//! Transport-agnostic HTTP response

use std::borrow::Cow;

use bytes::Bytes;
use serde::{Deserialize, Serialize};

use super::HeadersDict;

/// An HTTP response as reported by a backend, fully buffered.
///
/// `http_version` is `"{major}.{minor}"` (e.g. `"1.1"`) or empty when the
/// backend cannot report it. Headers are collapsed into a plain map, so the
/// last value seen for a repeated header name wins.
#[derive(Debug, Clone, PartialEq, Eq, Serialize, Deserialize)]
pub struct Response {
    http_version: String,
    status_code: u16,
    reason_phrase: String,
    #[serde(default)]
    headers: HeadersDict,
    #[serde(default)]
    content: Bytes,
}

impl Response {
    /// Create a response with no headers and an empty body
    pub fn new(
        http_version: impl Into<String>,
        status_code: u16,
        reason_phrase: impl Into<String>,
    ) -> Self {
        Self {
            http_version: http_version.into(),
            status_code,
            reason_phrase: reason_phrase.into(),
            headers: HeadersDict::new(),
            content: Bytes::new(),
        }
    }

    /// Replace the header map; later duplicates overwrite earlier ones
    pub fn with_headers<I, K, V>(mut self, headers: I) -> Self
    where
        I: IntoIterator<Item = (K, V)>,
        K: Into<String>,
        V: Into<String>,
    {
        self.headers = headers
            .into_iter()
            .map(|(k, v)| (k.into(), v.into()))
            .collect();
        self
    }

    /// Set the response body
    pub fn with_content(mut self, content: impl Into<Bytes>) -> Self {
        self.content = content.into();
        self
    }

    pub fn http_version(&self) -> &str {
        &self.http_version
    }

    pub fn status_code(&self) -> u16 {
        self.status_code
    }

    pub fn reason_phrase(&self) -> &str {
        &self.reason_phrase
    }

    pub fn headers(&self) -> &HeadersDict {
        &self.headers
    }

    pub fn content(&self) -> &Bytes {
        &self.content
    }

    /// Look up a header by name, ignoring ASCII case
    pub fn header(&self, name: &str) -> Option<&str> {
        self.headers
            .iter()
            .find(|(k, _)| k.eq_ignore_ascii_case(name))
            .map(|(_, v)| v.as_str())
    }

    /// Body decoded as UTF-8, with invalid sequences replaced
    pub fn text(&self) -> Cow<'_, str> {
        String::from_utf8_lossy(&self.content)
    }
}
◆ ◆ ◆ ◆ ◆ ◆ ◆
_Task_:
Could you restate every entry verbatim, please?

_Worked solution_:
//! Transport-agnostic HTTP response

use std::borrow::Cow;

use bytes::Bytes;
use serde::{Deserialize, Serialize};

use super::HeadersDict;

/// An HTTP response as reported by a backend, fully buffered.
///
/// `http_version` is `"{major}.{minor}"` (e.g. `"1.1"`) or empty when the
/// backend cannot report it. Headers are collapsed into a plain map, so the
/// last value seen for a repeated header name wins.
#[derive(Debug, Clone, PartialEq, Eq, Serialize, Deserialize)]
pub struct Response {
    http_version: String,
    status_code: u16,
    reason_phrase: String,
    #[serde(default)]
    headers: HeadersDict,
    #[serde(default)]
    content: Bytes,
}

impl Response {
    /// Create a response with no headers and an empty body
    pub fn new(
        http_version: impl Into<String>,
        status_code: u16,
        reason_phrase: impl Into<String>,
    ) -> Self {
        Self {
            http_version: http_version.into(),
            status_code,
            reason_phrase: reason_phrase.into(),
            headers: HeadersDict::new(),
            content: Bytes::new(),
        }
    }

    /// Replace the header map; later duplicates overwrite earlier ones
    pub fn with_headers<I, K, V>(mut self, headers: I) -> Self
    where
        I: IntoIterator<Item = (K, V)>,
        K: Into<String>,
        V: Into<String>,
    {
        self.headers = headers
            .into_iter()
            .map(|(k, v)| (k.into(), v.into()))
            .collect();
        self
    }

    /// Set the response body
    pub fn with_content(mut self, content: impl Into<Bytes>) -> Self {
        self.content = content.into();
        self
    }

    pub fn http_version(&self) -> &str {
        &self.http_version
    }

    pub fn status_code(&self) -> u16 {
        self.status_code
    }

    pub fn reason_phrase(&self) -> &str {
        &self.reason_phrase
    }

    pub fn headers(&self) -> &HeadersDict {
        &self.headers
    }

    pub fn content(&self) -> &Bytes {
        &self.content
    }

    /// Look up a header by name, ignoring ASCII case
    pub fn header(&self, name: &str) -> Option<&str> {
        self.headers
            .iter()
            .find(|(k, _)| k.eq_ignore_ascii_case(name))
            .map(|(_, v)| v.as_str())
    }

    /// Body decoded as UTF-8, with invalid sequences replaced
    pub fn text(&self) -> Cow<'_, str> {
        String::from_utf8_lossy(&self.content)
    }
}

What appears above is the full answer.